___ MATERIALS PROVIDED ___

//! Detector artifact download.
//!
//! The face and eye classifiers are remote artifacts fetched once per
//! vision session. Any fetch or validation failure is a
//! `SentinelError::ResourceLoad`, which aborts the session exactly like a
//! camera denial.

use tracing::info;

use crate::error::{Result, SentinelError};

use super::{DetectorBackend, DetectorPair};

/// Where the two classifier artifacts live.
#[derive(Debug, Clone)]
pub struct ArtifactSource {
    pub face_url: String,
    pub eye_url: String,
}

/// Raw artifact bytes for one session.
pub struct DetectorArtifacts {
    pub face: Vec<u8>,
    pub eye: Vec<u8>,
}

/// Download both artifacts. Blocking; call from the session thread.
pub fn fetch(source: &ArtifactSource) -> Result<DetectorArtifacts> {
    let client = reqwest::blocking::Client::builder()
        .build()
        .map_err(|e| SentinelError::ResourceLoad(e.to_string()))?;

    let face = fetch_one(&client, &source.face_url)?;
    let eye = fetch_one(&client, &source.eye_url)?;
    info!(
        face_bytes = face.len(),
        eye_bytes = eye.len(),
        "detector artifacts fetched"
    );
    Ok(DetectorArtifacts { face, eye })
}

fn fetch_one(client: &reqwest::blocking::Client, url: &str) -> Result<Vec<u8>> {
    let response = client
        .get(url)
        .send()
        .map_err(|e| SentinelError::ResourceLoad(format!("fetch {url}: {e}")))?;

    let status = response.status();
    if !status.is_success() {
        return Err(SentinelError::ResourceLoad(format!(
            "fetch {url}: server returned {status}"
        )));
    }

    let bytes = response
        .bytes()
        .map_err(|e| SentinelError::ResourceLoad(format!("read {url}: {e}")))?
        .to_vec();
    validate_artifact(&bytes, url)?;
    Ok(bytes)
}

fn validate_artifact(bytes: &[u8], url: &str) -> Result<()> {
    if bytes.is_empty() {
        return Err(SentinelError::ResourceLoad(format!(
            "fetch {url}: empty artifact"
        )));
    }
    Ok(())
}

/// Backend that downloads artifacts and delegates parsing to `builder`.
///
/// The builder receives `(face_bytes, eye_bytes)` and returns the session's
/// detector pair; a parse failure should be a `ResourceLoad` error.
pub struct ArtifactDetectorBackend<B> {
    source: ArtifactSource,
    builder: B,
}

impl<B> ArtifactDetectorBackend<B>
where
    B: FnMut(&[u8], &[u8]) -> Result<DetectorPair> + Send + 'static,
{
    pub fn new(source: ArtifactSource, builder: B) -> Self {
        Self { source, builder }
    }
}

impl<B> DetectorBackend for ArtifactDetectorBackend<B>
where
    B: FnMut(&[u8], &[u8]) -> Result<DetectorPair> + Send + 'static,
{
    fn load(&mut self) -> Result<DetectorPair> {
        let artifacts = fetch(&self.source)?;
        (self.builder)(&artifacts.face, &artifacts.eye)
    }
}

#[cfg(test)]
mod tests {
    use super::*;

    #[test]
    fn empty_artifact_is_a_resource_load_error() {
        let err = validate_artifact(&[], "http://models.example/face.bin").unwrap_err();
        assert!(matches!(err, SentinelError::ResourceLoad(_)));
        assert!(err.to_string().contains("empty artifact"));
    }

    #[test]
    fn non_empty_artifact_passes_validation() {
        assert!(validate_artifact(&[1, 2, 3], "http://models.example/eye.bin").is_ok());
    }
}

___

TASK OBJECTIVE:
Whenever a line of the records holds the string "models", pick it out and copy it.

WORKED SOLUTION:
        let err = validate_artifact(&[], "http://models.example/face.bin").unwrap_err();
        assert!(validate_artifact(&[1, 2, 3], "http://models.example/eye.bin").is_ok());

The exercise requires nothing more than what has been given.